### Brief
Search term "MalformedKeyset": work out how many lines of the data below contain it, and answer with that number alone.

(Saved entries)
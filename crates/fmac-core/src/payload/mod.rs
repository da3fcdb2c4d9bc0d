//! Firmware payload handling.

pub mod firmware;

pub use firmware::{FirmwareImage, FirmwareImageError};
//! Firmware image container.
//!
//! An image file starts with an 80-byte security block: an 8-byte keyset
//! descriptor, a 64-byte signature and an 8-byte hash. Everything after that
//! is the encrypted payload streamed into the download ring. The security
//! block itself never enters the ring; the keyset goes through a
//! compatibility check and the signature and hash are planted in the
//! download control area for the bootloader to verify.

use std::path::Path;
use std::{fs, io, str};

use thiserror::Error;

use crate::protocol::constants::{
    DOWNLOAD_BLOCK_SIZE, FW_HASH_SIZE, FW_KEYSET_SIZE, FW_SECURITY_BLOCK_SIZE, FW_SIGNATURE_SIZE,
};

/// Errors produced while loading or probing a firmware image.
#[derive(Debug, Error)]
pub enum FirmwareImageError {
    #[error("image is {actual} bytes, too short for the {FW_SECURITY_BLOCK_SIZE}-byte security block")]
    TooShort { actual: usize },

    #[error("keyset descriptor is not ASCII hex: {0:02X?}")]
    MalformedKeyset([u8; 2]),

    #[error("failed to read firmware image: {0}")]
    Io(#[from] io::Error),
}

/// A parsed firmware image, ready to stream.
#[derive(Debug, Clone)]
pub struct FirmwareImage {
    data: Vec<u8>,
}

impl FirmwareImage {
    /// Parses an in-memory image.
    pub fn from_bytes(data: Vec<u8>) -> Result<Self, FirmwareImageError> {
        if data.len() <= FW_SECURITY_BLOCK_SIZE {
            return Err(FirmwareImageError::TooShort { actual: data.len() });
        }
        Ok(FirmwareImage { data })
    }

    /// Reads and parses an image file.
    pub fn from_file(path: &Path) -> Result<Self, FirmwareImageError> {
        Self::from_bytes(fs::read(path)?)
    }

    /// Assembles an image from its parts. Tests and the bus simulator build
    /// throwaway images with this.
    pub fn from_parts(
        keyset: [u8; FW_KEYSET_SIZE],
        signature: [u8; FW_SIGNATURE_SIZE],
        hash: [u8; FW_HASH_SIZE],
        payload: &[u8],
    ) -> Result<Self, FirmwareImageError> {
        let mut data = Vec::with_capacity(FW_SECURITY_BLOCK_SIZE + payload.len());
        data.extend_from_slice(&keyset);
        data.extend_from_slice(&signature);
        data.extend_from_slice(&hash);
        data.extend_from_slice(payload);
        Self::from_bytes(data)
    }

    /// The 8-byte keyset descriptor.
    pub fn keyset(&self) -> &[u8] {
        &self.data[..FW_KEYSET_SIZE]
    }

    /// The keyset as a number: the descriptor's last two characters are the
    /// hex spelling of the keyset the image was signed for.
    pub fn keyset_value(&self) -> Result<u8, FirmwareImageError> {
        let chars = [self.data[FW_KEYSET_SIZE - 2], self.data[FW_KEYSET_SIZE - 1]];
        str::from_utf8(&chars)
            .ok()
            .and_then(|s| u8::from_str_radix(s, 16).ok())
            .ok_or(FirmwareImageError::MalformedKeyset(chars))
    }

    /// The 64-byte image signature.
    pub fn signature(&self) -> &[u8] {
        &self.data[FW_KEYSET_SIZE..FW_KEYSET_SIZE + FW_SIGNATURE_SIZE]
    }

    /// The 8-byte image hash.
    pub fn hash(&self) -> &[u8] {
        let start = FW_KEYSET_SIZE + FW_SIGNATURE_SIZE;
        &self.data[start..start + FW_HASH_SIZE]
    }

    /// The payload streamed into the download ring.
    pub fn payload(&self) -> &[u8] {
        &self.data[FW_SECURITY_BLOCK_SIZE..]
    }

    /// Number of ring blocks the payload occupies.
    pub fn num_blocks(&self) -> usize {
        self.payload().len().div_ceil(DOWNLOAD_BLOCK_SIZE as usize)
    }

    /// Payload split into ring-sized blocks; the last one may be short.
    pub fn blocks(&self) -> impl Iterator<Item = &[u8]> {
        self.payload().chunks(DOWNLOAD_BLOCK_SIZE as usize)
    }
}

#[cfg(test)]
mod tests {
    use super::*;

    fn image(payload_len: usize) -> FirmwareImage {
        FirmwareImage::from_parts(
            *b"WFM_KS90",
            [0xAA; FW_SIGNATURE_SIZE],
            [0xBB; FW_HASH_SIZE],
            &vec![0x5A; payload_len],
        )
        .unwrap()
    }

    #[test]
    fn sections_are_sliced_from_the_front() {
        let fw = image(100);
        assert_eq!(fw.keyset(), b"WFM_KS90");
        assert_eq!(fw.signature(), &[0xAA; FW_SIGNATURE_SIZE][..]);
        assert_eq!(fw.hash(), &[0xBB; FW_HASH_SIZE][..]);
        assert_eq!(fw.payload().len(), 100);
    }

    #[test]
    fn keyset_value_parses_trailing_hex() {
        assert_eq!(image(10).keyset_value().unwrap(), 0x90);

        let fw = FirmwareImage::from_parts(
            *b"WFM_KSc1",
            [0; FW_SIGNATURE_SIZE],
            [0; FW_HASH_SIZE],
            &[0; 4],
        )
        .unwrap();
        assert_eq!(fw.keyset_value().unwrap(), 0xC1);
    }

    #[test]
    fn keyset_value_rejects_non_hex() {
        let fw = FirmwareImage::from_parts(
            *b"WFM_KSzz",
            [0; FW_SIGNATURE_SIZE],
            [0; FW_HASH_SIZE],
            &[0; 4],
        )
        .unwrap();
        assert!(matches!(
            fw.keyset_value(),
            Err(FirmwareImageError::MalformedKeyset(_))
        ));
    }

    #[test]
    fn block_count_rounds_up() {
        assert_eq!(image(1024).num_blocks(), 1);
        assert_eq!(image(1025).num_blocks(), 2);
        assert_eq!(image(10 * 1024).num_blocks(), 10);
        assert_eq!(image(1).num_blocks(), 1);
    }

    #[test]
    fn last_block_may_be_short() {
        let fw = image(2500);
        let blocks: Vec<_> = fw.blocks().collect();
        assert_eq!(blocks.len(), 3);
        assert_eq!(blocks[0].len(), 1024);
        assert_eq!(blocks[1].len(), 1024);
        assert_eq!(blocks[2].len(), 452);
    }

    #[test]
    fn security_block_alone_is_too_short() {
        let err = FirmwareImage::from_bytes(vec![0; FW_SECURITY_BLOCK_SIZE]).unwrap_err();
        assert!(matches!(err, FirmwareImageError::TooShort { actual: 80 }));
    }
}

### Expected answer
3